At n = 3 there are finally 2 valid forms, 32k + 11 -> 27k + 10 and 32k + 23 -> 27k + 20, and you can trace the MD patterns yourself if you like by following from the k = 0 case.

The constants don't even actually matter to the approach. If there are enough 2^x k - > 3^y k forms when n goes off to infinity, which it sure looks like there are though I never proved my infinite sum converged, you have density 1 (which isn't enough to prove all numbers reduce) and this angle can't do any better.

gregschlom•1y ago
You lost me here: "visualize it by just looking at the even and odd steps like so: 5->10"

Where does the 10 come from?

skulk•1y ago
5 is odd, so that's where the 1 comes from

8 ((5*3+1)/2) is even, so that's where the 0 comes from

4 (8/2) is the end.

lapetitejort•1y ago
That is correct. I use pseudo-binary to represent the steps the number takes. Simply counting the number of steps is enough to get n, as all steps will have an implicit or explicit even step.
kr99x•1y ago
I've been down that road, and it's unfortunately a dead end. You can generate an infinite number of reducing forms, each of which itself covers an infinite number of integers, like 4k + 5 → 3k + 4. Each one covers a fraction of the integers 1/(2^x) where x is the number of division steps in its reducing sequence (and the right hand side is always 3^y where y is the number of multiplying steps). You can't just make 1/2 + 1/4 + 1/8 and so on though (the easy path to full coverage) because sometimes the power of 3 overwhelms the power of 2. There is no 8k → 9k form, because that's not a reduction for all k, so you instead have to go with 16k → 9k. This leaves a "gap" in the coverage, 1/2 + 1/4 + 1/16th. Fortunately, when this happens, you start to be able to make multiple classes for the same x and y pair and "catch up" some, though slower. As an amateur I wrote a whole bunch about this only to eventually discover it doesn't matter - even if you reach 1/1th of the integers by generating these classes out to infinity, it doesn't work. An infinite set of density 1 implies a complementary set of density 0, but a set of density 0 doesn't have to be empty! There can still be finitely many non-reducing numbers which are not in any class, allowing for alternate cycles - you would only eliminate infinite growth as a disproof option.

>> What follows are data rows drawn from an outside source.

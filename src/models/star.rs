use crate::error::{ProcessingError, Result};
use std::fmt;

/// Columns that can appear in the particle STAR table, in output order.
#[derive(Debug, Clone, Copy, PartialEq, Eq, Hash, PartialOrd, Ord)]
pub enum StarColumn {
    MicrographName,
    CoordinateX,
    CoordinateY,
    ParticleScore,
    Voltage,
    DefocusU,
    DefocusV,
    DefocusAngle,
    SphericalAberration,
    AmplitudeContrast,
    DetectorPixelSize,
    Magnification,
}

impl StarColumn {
    pub const ALL: [StarColumn; 12] = [
        StarColumn::MicrographName,
        StarColumn::CoordinateX,
        StarColumn::CoordinateY,
        StarColumn::ParticleScore,
        StarColumn::Voltage,
        StarColumn::DefocusU,
        StarColumn::DefocusV,
        StarColumn::DefocusAngle,
        StarColumn::SphericalAberration,
        StarColumn::AmplitudeContrast,
        StarColumn::DetectorPixelSize,
        StarColumn::Magnification,
    ];

    pub fn name(&self) -> &'static str {
        match self {
            StarColumn::MicrographName => "MicrographName",
            StarColumn::CoordinateX => "CoordinateX",
            StarColumn::CoordinateY => "CoordinateY",
            StarColumn::ParticleScore => "ParticleScore",
            StarColumn::Voltage => "Voltage",
            StarColumn::DefocusU => "DefocusU",
            StarColumn::DefocusV => "DefocusV",
            StarColumn::DefocusAngle => "DefocusAngle",
            StarColumn::SphericalAberration => "SphericalAberration",
            StarColumn::AmplitudeContrast => "AmplitudeContrast",
            StarColumn::DetectorPixelSize => "DetectorPixelSize",
            StarColumn::Magnification => "Magnification",
        }
    }
}

impl fmt::Display for StarColumn {
    fn fmt(&self, f: &mut fmt::Formatter<'_>) -> fmt::Result {
        f.write_str(self.name())
    }
}

#[derive(Debug, Clone, PartialEq)]
pub enum StarValue {
    Text(String),
    Number(f64),
    Missing,
}

impl StarValue {
    pub fn as_str(&self) -> Option<&str> {
        match self {
            StarValue::Text(s) => Some(s),
            _ => None,
        }
    }

    pub fn as_f64(&self) -> Option<f64> {
        match self {
            StarValue::Number(v) => Some(*v),
            _ => None,
        }
    }
}

impl From<Option<f64>> for StarValue {
    fn from(value: Option<f64>) -> Self {
        value.map_or(StarValue::Missing, StarValue::Number)
    }
}

/// A single-loop STAR table: an ordered column schema and rows matching it.
#[derive(Debug, Clone, Default, PartialEq)]
pub struct StarTable {
    columns: Vec<StarColumn>,
    rows: Vec<Vec<StarValue>>,
}

impl StarTable {
    pub fn new(columns: Vec<StarColumn>) -> Self {
        Self {
            columns,
            rows: Vec::new(),
        }
    }

    pub fn with_capacity(columns: Vec<StarColumn>, rows: usize) -> Self {
        Self {
            columns,
            rows: Vec::with_capacity(rows),
        }
    }

    pub fn push_row(&mut self, row: Vec<StarValue>) -> Result<()> {
        if row.len() != self.columns.len() {
            return Err(ProcessingError::InvalidFormat(format!(
                "Row has {} values but the table has {} columns",
                row.len(),
                self.columns.len()
            )));
        }
        self.rows.push(row);
        Ok(())
    }

    pub fn columns(&self) -> &[StarColumn] {
        &self.columns
    }

    pub fn rows(&self) -> &[Vec<StarValue>] {
        &self.rows
    }

    pub fn len(&self) -> usize {
        self.rows.len()
    }

    pub fn is_empty(&self) -> bool {
        self.rows.is_empty()
    }

    pub fn has_column(&self, column: StarColumn) -> bool {
        self.columns.contains(&column)
    }

    pub fn column_index(&self, column: StarColumn) -> Option<usize> {
        self.columns.iter().position(|c| *c == column)
    }

    pub fn value(&self, row: usize, column: StarColumn) -> Option<&StarValue> {
        let col = self.column_index(column)?;
        self.rows.get(row).map(|r| &r[col])
    }

    /// All values of one column in row order.
    pub fn column_values(&self, column: StarColumn) -> Option<Vec<&StarValue>> {
        let col = self.column_index(column)?;
        Some(self.rows.iter().map(|r| &r[col]).collect())
    }
}

#[cfg(test)]
mod tests {
    use super::*;

    #[test]
    fn test_column_order_matches_declaration() {
        let mut sorted = StarColumn::ALL;
        sorted.sort();
        assert_eq!(sorted, StarColumn::ALL);
    }

    #[test]
    fn test_push_row_checks_arity() {
        let mut table = StarTable::new(vec![StarColumn::CoordinateX, StarColumn::CoordinateY]);

        assert!(table
            .push_row(vec![StarValue::Number(1.0), StarValue::Number(2.0)])
            .is_ok());
        assert!(matches!(
            table.push_row(vec![StarValue::Number(1.0)]),
            Err(ProcessingError::InvalidFormat(_))
        ));
        assert_eq!(table.len(), 1);
    }

    #[test]
    fn test_value_lookup() {
        let mut table = StarTable::new(vec![StarColumn::MicrographName, StarColumn::CoordinateX]);
        table
            .push_row(vec![StarValue::Text("a.mrc".to_string()), StarValue::Number(3.5)])
            .unwrap();

        assert_eq!(
            table.value(0, StarColumn::MicrographName).and_then(|v| v.as_str()),
            Some("a.mrc")
        );
        assert_eq!(
            table.value(0, StarColumn::CoordinateX).and_then(|v| v.as_f64()),
            Some(3.5)
        );
        assert!(table.value(0, StarColumn::ParticleScore).is_none());
        assert!(table.value(1, StarColumn::CoordinateX).is_none());
    }
}
use crate::frame::{Frame, PixelFormat};
use anyhow::{Result, bail};
use common::span_debug;

/// Converts one raw camera buffer into an RGB [`Frame`].
pub trait FrameDecoder: Send {
    fn decode(&mut self, raw: &[u8], width: u32, height: u32) -> Result<Frame>;
}

/// YUYV (YUV 4:2:2) decoder.
///
/// YUYV packs 2 pixels in 4 bytes: [Y0, U, Y1, V]
#[derive(Default)]
pub struct YuyvDecoder;

impl FrameDecoder for YuyvDecoder {
    fn decode(&mut self, raw: &[u8], width: u32, height: u32) -> Result<Frame> {
        let _s = span_debug!("decode_yuyv");

        if width == 0 || height == 0 || width % 2 != 0 {
            bail!("YUYV frame needs a non-zero, even width ({}x{})", width, height);
        }

        let bytes_per_row = width as usize * 2;
        let stride = raw.len() / height as usize;
        if stride < bytes_per_row {
            bail!(
                "YUYV buffer too small: {} bytes for {}x{}",
                raw.len(),
                width,
                height
            );
        }

        let mut rgb = Vec::with_capacity(width as usize * height as usize * 3);
        for row in raw.chunks(stride).take(height as usize) {
            for chunk in row[..bytes_per_row].chunks_exact(4) {
                let y0 = chunk[0] as i32;
                let u = chunk[1] as i32 - 128;
                let y1 = chunk[2] as i32;
                let v = chunk[3] as i32 - 128;

                // BT.601 fixed-point coefficients (8-bit fraction)
                let rv = (359 * v) >> 8;
                let gu = (88 * u + 183 * v) >> 8;
                let bu = (454 * u) >> 8;

                for y in [y0, y1] {
                    rgb.push((y + rv).clamp(0, 255) as u8);
                    rgb.push((y - gu).clamp(0, 255) as u8);
                    rgb.push((y + bu).clamp(0, 255) as u8);
                }
            }
        }

        Ok(Frame::new(rgb, width, height, PixelFormat::Rgb8))
    }
}

/// MJPEG decoder using turbojpeg (libjpeg-turbo)
#[cfg(feature = "camera")]
pub struct MjpegDecoder {
    decompressor: turbojpeg::Decompressor,
}

#[cfg(feature = "camera")]
impl MjpegDecoder {
    pub fn new() -> Result<Self> {
        Ok(Self {
            decompressor: turbojpeg::Decompressor::new()?,
        })
    }
}

#[cfg(feature = "camera")]
impl FrameDecoder for MjpegDecoder {
    fn decode(&mut self, raw: &[u8], _width: u32, _height: u32) -> Result<Frame> {
        let _s = span_debug!("decode_mjpeg");

        let header = self.decompressor.read_header(raw)?;
        let mut rgb = vec![0u8; header.width * header.height * 3];

        let output = turbojpeg::Image {
            pixels: rgb.as_mut_slice(),
            width: header.width,
            pitch: header.width * 3,
            height: header.height,
            format: turbojpeg::PixelFormat::RGB,
        };
        self.decompressor.decompress(raw, output)?;

        Ok(Frame::new(
            rgb,
            header.width as u32,
            header.height as u32,
            PixelFormat::Rgb8,
        ))
    }
}

#[cfg(test)]
mod tests {
    use super::*;

    #[test]
    fn neutral_chroma_decodes_to_gray() {
        let mut decoder = YuyvDecoder;
        let yuyv = vec![128, 128, 128, 128];
        let frame = decoder.decode(&yuyv, 2, 1).unwrap();
        assert_eq!(frame.pixels, vec![128; 6]);
        assert_eq!(frame.format, PixelFormat::Rgb8);
    }

    #[test]
    fn handles_padded_rows() {
        let mut decoder = YuyvDecoder;
        // 2x2 image, 4 bytes of payload plus 4 bytes row padding
        let yuyv = vec![
            16, 128, 16, 128, 0, 0, 0, 0, //
            235, 128, 235, 128, 0, 0, 0, 0,
        ];
        let frame = decoder.decode(&yuyv, 2, 2).unwrap();
        assert_eq!(frame.pixels.len(), 12);
        assert_eq!(frame.pixels[0], 16);
        assert_eq!(frame.pixels[6], 235);
    }

    #[test]
    fn rejects_short_buffer() {
        let mut decoder = YuyvDecoder;
        assert!(decoder.decode(&[0, 0], 4, 2).is_err());
        assert!(decoder.decode(&[0; 8], 3, 1).is_err());
    }

    #[cfg(feature = "camera")]
    #[test]
    fn mjpeg_rejects_invalid_data() {
        let mut decoder = MjpegDecoder::new().unwrap();
        assert!(decoder.decode(&[0, 1, 2, 3], 640, 480).is_err());
    }
}
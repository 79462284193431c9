use crate::frame::{Frame, PixelFormat};
use base64::Engine;
use base64::engine::general_purpose::STANDARD;
use common::span_debug;
use image::codecs::{jpeg::JpegEncoder, png::PngEncoder};
use image::{ExtendedColorType, ImageEncoder};
use std::borrow::Cow;
use std::time::Instant;
use thiserror::Error;

#[derive(Error, Debug)]
pub enum EncodeError {
    #[error("Frame buffer is empty")]
    EmptyBuffer,

    #[error("Frame has a zero dimension ({width}x{height})")]
    ZeroDimension { width: u32, height: u32 },

    #[error("Pixel buffer size mismatch: expected {expected} bytes, got {actual}")]
    DimensionMismatch { expected: usize, actual: usize },

    #[error("Quality must be in (0, 1], got {0}")]
    InvalidQuality(f32),

    #[error("Image encoding failed: {0}")]
    Image(#[from] image::ImageError),
}

#[derive(Debug, Clone, Copy, Default, PartialEq, Eq)]
pub enum ImageFormat {
    #[default]
    Jpeg,
    Png,
}

impl ImageFormat {
    pub fn mime(&self) -> &'static str {
        match self {
            ImageFormat::Jpeg => "image/jpeg",
            ImageFormat::Png => "image/png",
        }
    }
}

/// Encoded image handed to exactly one in-flight request.
#[derive(Debug, Clone)]
pub struct EncodedPayload {
    pub bytes: Vec<u8>,
    pub format: ImageFormat,
    pub quality: f32,
    pub captured_at: Instant,
    pub timestamp_ms: i64,
}

impl EncodedPayload {
    /// `data:<mime>;base64,<payload>` as accepted by the detection endpoint.
    pub fn to_data_url(&self) -> String {
        format!(
            "data:{};base64,{}",
            self.format.mime(),
            STANDARD.encode(&self.bytes)
        )
    }
}

/// Encode a frame as JPEG. `quality` is a factor in `(0, 1]`.
pub fn encode(frame: &Frame, quality: f32) -> Result<EncodedPayload, EncodeError> {
    encode_as(frame, quality, ImageFormat::Jpeg)
}

pub fn encode_as(
    frame: &Frame,
    quality: f32,
    format: ImageFormat,
) -> Result<EncodedPayload, EncodeError> {
    let _s = span_debug!("encode_frame");

    validate(frame)?;
    if !(quality > 0.0 && quality <= 1.0) {
        return Err(EncodeError::InvalidQuality(quality));
    }

    let (pixels, color) = encoder_input(frame);
    let mut bytes = Vec::with_capacity(frame.pixels.len() / 8);

    match format {
        ImageFormat::Jpeg => {
            JpegEncoder::new_with_quality(&mut bytes, jpeg_quality(quality)).write_image(
                &pixels,
                frame.width,
                frame.height,
                color,
            )?;
        }
        ImageFormat::Png => {
            PngEncoder::new(&mut bytes).write_image(&pixels, frame.width, frame.height, color)?;
        }
    }

    tracing::trace!(
        width = frame.width,
        height = frame.height,
        encoded_bytes = bytes.len(),
        "Frame encoded"
    );

    Ok(EncodedPayload {
        bytes,
        format,
        quality,
        captured_at: frame.captured_at,
        timestamp_ms: frame.timestamp_ms,
    })
}

fn validate(frame: &Frame) -> Result<(), EncodeError> {
    if frame.width == 0 || frame.height == 0 {
        return Err(EncodeError::ZeroDimension {
            width: frame.width,
            height: frame.height,
        });
    }
    if frame.pixels.is_empty() {
        return Err(EncodeError::EmptyBuffer);
    }
    let expected = frame.expected_len();
    if frame.pixels.len() != expected {
        return Err(EncodeError::DimensionMismatch {
            expected,
            actual: frame.pixels.len(),
        });
    }
    Ok(())
}

/// Map the `(0, 1]` factor onto libjpeg's `1..=100` scale.
fn jpeg_quality(quality: f32) -> u8 {
    (quality * 100.0).round().clamp(1.0, 100.0) as u8
}

fn encoder_input(frame: &Frame) -> (Cow<'_, [u8]>, ExtendedColorType) {
    match frame.format {
        PixelFormat::Rgb8 => (Cow::Borrowed(&frame.pixels), ExtendedColorType::Rgb8),
        PixelFormat::Gray8 => (Cow::Borrowed(&frame.pixels), ExtendedColorType::L8),
        PixelFormat::Bgr8 => {
            let mut rgb = Vec::with_capacity(frame.pixels.len());
            for chunk in frame.pixels.chunks_exact(3) {
                rgb.extend_from_slice(&[chunk[2], chunk[1], chunk[0]]);
            }
            (Cow::Owned(rgb), ExtendedColorType::Rgb8)
        }
    }
}
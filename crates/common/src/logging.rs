use crate::config::Environment;
use tracing::Subscriber;
use tracing_subscriber::{
    EnvFilter, Layer, layer::SubscriberExt, registry::LookupSpan, util::SubscriberInitExt,
};

/// `RUST_LOG` filter, defaulting to `info`.
pub(crate) fn env_filter() -> EnvFilter {
    EnvFilter::try_from_default_env().unwrap_or_else(|_| EnvFilter::new("info"))
}

/// Pretty formatting for development, JSON for production.
pub(crate) fn fmt_layer<S>(environment: Environment) -> Box<dyn Layer<S> + Send + Sync + 'static>
where
    S: Subscriber + for<'a> LookupSpan<'a>,
{
    match environment {
        Environment::Production => tracing_subscriber::fmt::layer()
            .json()
            .with_level(true)
            .boxed(),
        Environment::Development => tracing_subscriber::fmt::layer()
            .pretty()
            .with_ansi(true)
            .boxed(),
    }
}

/// Initialize the tracing subscriber without an OpenTelemetry exporter.
///
/// Binaries that export traces use [`crate::TelemetryGuard::init`] instead,
/// which installs the same formatting plus the OpenTelemetry layer.
pub fn setup_logging(environment: Environment) {
    tracing_subscriber::registry()
        .with(env_filter())
        .with(fmt_layer(environment))
        .init();
}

Mind you, it's almost certain Collatz is true (generating these classes out to 3^20 nets you just over 99% coverage, and by 3^255 you get 99.9999999%) but this approach doesn't work to PROVE it.

prezjordan•1y ago
Potentially useful to you: https://en.wikipedia.org/wiki/Collatz_conjecture#As_a_parity...
genewitch•1y ago
If you search sequentially, or start from the highest known failed number, you can also short circuit every even number you start on, as well as any number that goes below the start number. My code it requires copies of huge numbers, but I barely understand why the conjecture is special.

Anyhow I wrote a single-threaded collatz "benchmark" that does this using bigint and its hilarious to run it up around 127 bit numbers, inlet it run for 3 or 4 days and it never finished the first number it was given.

My github has a Java and Python version that should produce identical output. Collatz-gene or so.